Today is a pretty incredible day. First, my toddler "graduated" from Early Intervention. She no longer requires physical or occupational therapy. It's been a long three years and when I heard the news I almost fell over.
And then I took her for cinnamon sugar pretzels at Auntie Annie's.
It's also the birthday of two of my very best friends.
But most notably, today is the day my sister, who donated her bone marrow to a complete stranger a year ago, received the identity of her recipient. In college my younger sister, "B", who has a heart of gold, signed up to be on the bone marrow registry.
Last year B got a call, asking for a blood donation. All she was told was that she was a match for a woman who was very sick with Preleukemia. But as the time to donate got closer, the woman's condition worsened. She was dying.
They called back and wanted to know if my sister would donate her marrow. She was a match for this complete stranger she's never met. Without hesitation, my sister agreed. It would mean time off work and time to heal. It would mean being uncomfortable and needing help for a few days. None of this deterred my angel of a sister.
Finally, last September my mother flew out to be with B when she went in to donate her marrow. The doctors waited outside with the cooler, just like in the movies.
A few months after the donation, my sister received a letter. The recipient addressed my sister as "Life."
The recipient was getting stronger. She was healing. She had four boys, was 47 and was married a ten short years when she got sick. The next letter came, and one more. By the end of march, my sister's blood cells officially regenerated in her, giving the recipient two sets of DNA. B would live inside her forever, because she was cured.

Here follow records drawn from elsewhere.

//! CLI argument definitions using clap

use clap::{ArgAction, Parser, Subcommand, ValueEnum};

/// Organization chart walkthrough: construction, traversal orders, algorithms, copy and move
#[derive(Parser, Debug)]
#[command(name = "orgchart")]
#[command(author, version, about, long_about = None)]
#[command(propagate_version = true)]
pub struct Cli {
    /// Log verbosity: -d info, -dd debug, -ddd trace
    #[arg(short, long, action = ArgAction::Count, global = true)]
    pub debug: u8,

    #[command(subcommand)]
    pub command: Option<Commands>,
}

#[derive(Subcommand, Debug)]
pub enum Commands {
    /// Run the full walkthrough (default)
    Demo,

    /// Build a chart from edges and print one traversal
    Show {
        /// Root label
        root: String,

        /// Subordinate edge as PARENT:CHILD, applied in the given order
        #[arg(short, long = "edge", value_name = "PARENT:CHILD")]
        edges: Vec<String>,

        /// Traversal order
        #[arg(short, long, value_enum, default_value_t = Order::Level)]
        order: Order,

        /// Also print the chart as a tree
        #[arg(short, long)]
        tree: bool,
    },
}

#[derive(ValueEnum, Clone, Copy, Debug, PartialEq, Eq)]
pub enum Order {
    /// Breadth first, root first
    Level,
    /// Depth first, node before its subordinates
    Pre,
    /// Deepest level first, root last
    Reverse,
}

It's hard not to believe in heaven, and God when you see firsthand the miracles around us. Last year, my sister saved a dying mother of four boys. That mother could have been me, or one of my friends.
Today, after one year, she is finally allowed to know her recipient's name. And where she lives.
My sister will finally meet the woman who received her marrow. Today is, without doubt, an amazing day. Believe in miracles.